In Arab culture, the nasnās (نسناس, plural نَسَانِيس nisānīs) is a monopod, a monstrous creature. According to Edward William Lane, the 19th-century translator of One Thousand and One Nights, a nasnas is "half a human being; having half a head, half a body, one arm, one leg, with which it hops with much agility".

In Somali mythology, there is a similar creature, the xunguruuf (/so/), that can kill a person by just touching them, stripping them of their flesh in mere seconds. It was believed to be the offspring of a jinn called shiqq (الشق) and a human being.

Although the nasnās has not been found in any Sunni Islam interpretation of the Quran, they are sometimes mentioned in Shiʿi sources. Mention of the nasnās revolves around Surah 2:30, when God announces to the angels to create humans as a successor on earth.
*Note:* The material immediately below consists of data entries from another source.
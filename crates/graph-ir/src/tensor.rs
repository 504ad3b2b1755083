use core::fmt;

use strum::Display;

/// The element kinds a [`Tensor`] can hold.
///
/// 64-bit integer tensors are stored at their full width (`i64`); nothing is narrowed.
#[derive(Debug, Display, Clone, Copy, PartialEq, Eq, Hash)]
pub enum ElemKind {
    /// 32-bit IEEE float.
    Float,
    /// 64-bit signed integer, used for indices and shapes.
    Index,
}

impl ElemKind {
    /// Size of one element in bytes.
    pub fn size_of(&self) -> usize {
        match self {
            ElemKind::Float => size_of::<f32>(),
            ElemKind::Index => size_of::<i64>(),
        }
    }
}

/// Errors raised by tensor operations.
#[derive(thiserror::Error, Debug, Clone, PartialEq)]
pub enum TensorError {
    #[error("payload holds {actual} elements but the shape {dims:?} requires {expected}")]
    ElementCount {
        dims: Vec<usize>,
        expected: usize,
        actual: usize,
    },

    #[error("raw payload of {actual} bytes does not match the {expected} bytes required")]
    ByteCount { expected: usize, actual: usize },

    #[error("cannot copy a {from_kind} tensor of shape {from:?} into a {to_kind} tensor of shape {to:?}")]
    CopyMismatch {
        from_kind: ElemKind,
        from: Vec<usize>,
        to_kind: ElemKind,
        to: Vec<usize>,
    },

    #[error("invalid permutation {shuffle:?} for a tensor of rank {rank}")]
    Permutation { shuffle: Vec<usize>, rank: usize },

    #[error("shape {dims:?} has more elements than fit in memory")]
    Overflow { dims: Vec<usize> },
}

/// Number of elements of a shape. Fails when the count does not fit in `usize`.
pub fn element_count(dims: &[usize]) -> Result<usize, TensorError> {
    dims.iter()
        .try_fold(1usize, |count, &dim| count.checked_mul(dim))
        .ok_or_else(|| TensorError::Overflow {
            dims: dims.to_vec(),
        })
}

/// Size in bytes of a `kind` tensor of shape `dims`.
pub fn byte_size(kind: ElemKind, dims: &[usize]) -> Result<usize, TensorError> {
    element_count(dims)?
        .checked_mul(kind.size_of())
        .ok_or_else(|| TensorError::Overflow {
            dims: dims.to_vec(),
        })
}

/// Typed storage of a tensor.
#[derive(Clone, PartialEq)]
pub enum TensorData {
    Float(Vec<f32>),
    Index(Vec<i64>),
}

impl TensorData {
    fn zeros(kind: ElemKind, len: usize) -> Self {
        match kind {
            ElemKind::Float => TensorData::Float(vec![0.0; len]),
            ElemKind::Index => TensorData::Index(vec![0; len]),
        }
    }

    fn len(&self) -> usize {
        match self {
            TensorData::Float(v) => v.len(),
            TensorData::Index(v) => v.len(),
        }
    }

    fn kind(&self) -> ElemKind {
        match self {
            TensorData::Float(_) => ElemKind::Float,
            TensorData::Index(_) => ElemKind::Index,
        }
    }
}

/// Truncate the vector display for debug display
fn trunc<T: fmt::Display>(v: &[T]) -> String {
    const MAX_LEN: usize = 5;
    let mut s = String::new();
    s.push('[');
    for (i, item) in v.iter().enumerate() {
        if i > 0 {
            s.push_str(", ");
        }
        s.push_str(&format!("{item}"));
        if i > MAX_LEN {
            s.push_str(", ...");
            break;
        }
    }
    s.push(']');
    s
}

/// Shorten the tensor data for debug display
impl fmt::Debug for TensorData {
    fn fmt(&self, f: &mut fmt::Formatter<'_>) -> fmt::Result {
        match self {
            TensorData::Float(v) => write!(f, "Float({})", trunc(v)),
            TensorData::Index(v) => write!(f, "Index({})", trunc(v)),
        }
    }
}

/// A dense, row-major tensor buffer.
#[derive(Debug, Clone, PartialEq)]
pub struct Tensor {
    dims: Vec<usize>,
    data: TensorData,
}

impl Tensor {
    /// Allocate a zero-filled tensor.
    pub fn zeros(kind: ElemKind, dims: &[usize]) -> Result<Self, TensorError> {
        let len = element_count(dims)?;
        Ok(Self {
            dims: dims.to_vec(),
            data: TensorData::zeros(kind, len),
        })
    }

    /// Build a float tensor from its elements.
    pub fn from_f32(values: Vec<f32>, dims: &[usize]) -> Result<Self, TensorError> {
        Self::from_data(TensorData::Float(values), dims)
    }

    /// Build an index tensor from its elements.
    pub fn from_i64(values: Vec<i64>, dims: &[usize]) -> Result<Self, TensorError> {
        Self::from_data(TensorData::Index(values), dims)
    }

    /// Build a tensor from typed storage, checking the element count against `dims`.
    pub fn from_data(data: TensorData, dims: &[usize]) -> Result<Self, TensorError> {
        let expected = element_count(dims)?;
        if data.len() != expected {
            return Err(TensorError::ElementCount {
                dims: dims.to_vec(),
                expected,
                actual: data.len(),
            });
        }

        Ok(Self {
            dims: dims.to_vec(),
            data,
        })
    }

    /// Decode little-endian bytes as a row-major tensor of exactly `product(dims)` elements.
    pub fn from_raw_bytes(kind: ElemKind, dims: &[usize], bytes: &[u8]) -> Result<Self, TensorError> {
        let expected = byte_size(kind, dims)?;
        if bytes.len() != expected {
            return Err(TensorError::ByteCount {
                expected,
                actual: bytes.len(),
            });
        }

        // The payload may not be aligned for the element type, so collect into a fresh vector.
        let data = match kind {
            ElemKind::Float => TensorData::Float(
                bytemuck::pod_collect_to_vec::<u8, u32>(bytes)
                    .into_iter()
                    .map(|bits| f32::from_bits(u32::from_le(bits)))
                    .collect(),
            ),
            ElemKind::Index => TensorData::Index(
                bytemuck::pod_collect_to_vec::<u8, i64>(bytes)
                    .into_iter()
                    .map(i64::from_le)
                    .collect(),
            ),
        };

        Self::from_data(data, dims)
    }

    pub fn kind(&self) -> ElemKind {
        self.data.kind()
    }

    pub fn dims(&self) -> &[usize] {
        &self.dims
    }

    /// Number of elements.
    pub fn size(&self) -> usize {
        self.data.len()
    }

    pub fn data(&self) -> &TensorData {
        &self.data
    }

    pub fn as_f32(&self) -> Option<&[f32]> {
        match &self.data {
            TensorData::Float(v) => Some(v),
            _ => None,
        }
    }

    pub fn as_i64(&self) -> Option<&[i64]> {
        match &self.data {
            TensorData::Index(v) => Some(v),
            _ => None,
        }
    }

    /// The raw bytes of the buffer in native byte order.
    ///
    /// These match the ONNX `raw_data` encoding only on little-endian targets.
    pub fn raw_bytes(&self) -> &[u8] {
        match &self.data {
            TensorData::Float(v) => bytemuck::cast_slice(v),
            TensorData::Index(v) => bytemuck::cast_slice(v),
        }
    }

    /// Fill the buffer with zeros, keeping kind and shape.
    pub fn zero(&mut self) {
        self.data = TensorData::zeros(self.kind(), self.size());
    }

    /// Overwrite this tensor's elements with `other`'s. Kind and shape must match.
    pub fn copy_from(&mut self, other: &Tensor) -> Result<(), TensorError> {
        if self.kind() != other.kind() || self.dims != other.dims {
            return Err(TensorError::CopyMismatch {
                from_kind: other.kind(),
                from: other.dims.clone(),
                to_kind: self.kind(),
                to: self.dims.clone(),
            });
        }
        self.data = other.data.clone();
        Ok(())
    }

    /// Permute the dimensions: output dimension `i` is input dimension `shuffle[i]`.
    pub fn transpose(&self, shuffle: &[usize]) -> Result<Tensor, TensorError> {
        let rank = self.dims.len();
        if !is_permutation(shuffle, rank) {
            return Err(TensorError::Permutation {
                shuffle: shuffle.to_vec(),
                rank,
            });
        }

        let out_dims: Vec<usize> = shuffle.iter().map(|&axis| self.dims[axis]).collect();
        let in_strides = strides(&self.dims);
        let len = self.size();

        // For every output element, walk its coordinates and gather the matching input offset.
        let source_index = |flat: usize| {
            let mut rem = flat;
            let mut offset = 0;
            for (i, &dim) in out_dims.iter().enumerate().rev() {
                let coord = rem % dim;
                rem /= dim;
                offset += coord * in_strides[shuffle[i]];
            }
            offset
        };

        let data = match &self.data {
            TensorData::Float(v) => TensorData::Float((0..len).map(|i| v[source_index(i)]).collect()),
            TensorData::Index(v) => TensorData::Index((0..len).map(|i| v[source_index(i)]).collect()),
        };

        Ok(Tensor {
            dims: out_dims,
            data,
        })
    }
}

/// Row-major strides of a shape.
pub(crate) fn strides(dims: &[usize]) -> Vec<usize> {
    let mut strides = vec![1; dims.len()];
    for i in (0..dims.len().saturating_sub(1)).rev() {
        strides[i] = strides[i + 1] * dims[i + 1];
    }
    strides
}

/// Whether `shuffle` is a permutation of `0..rank`.
pub(crate) fn is_permutation(shuffle: &[usize], rank: usize) -> bool {
    if shuffle.len() != rank {
        return false;
    }
    let mut seen = vec![false; rank];
    for &axis in shuffle {
        if axis >= rank || seen[axis] {
            return false;
        }
        seen[axis] = true;
    }
    true
}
Accordingly, while the angels lived in heaven, jinns and nisānīs lived on earth. After 70,000 years, God lifted the veil between the seven heavens and the Earth, and the angels saw that they had done injustice and bloodshed. The angels complained that such destruction could not be tolerated in God's creation, so God decided to replace them. Although similar stories exist in Sunni sources, they do not mention the nisānīs, but only jinns. Nisānīs in Shia sources are often portrayed as a prototype of Shiʿi opponents, while jinns are believed to be obedient to the Imamate.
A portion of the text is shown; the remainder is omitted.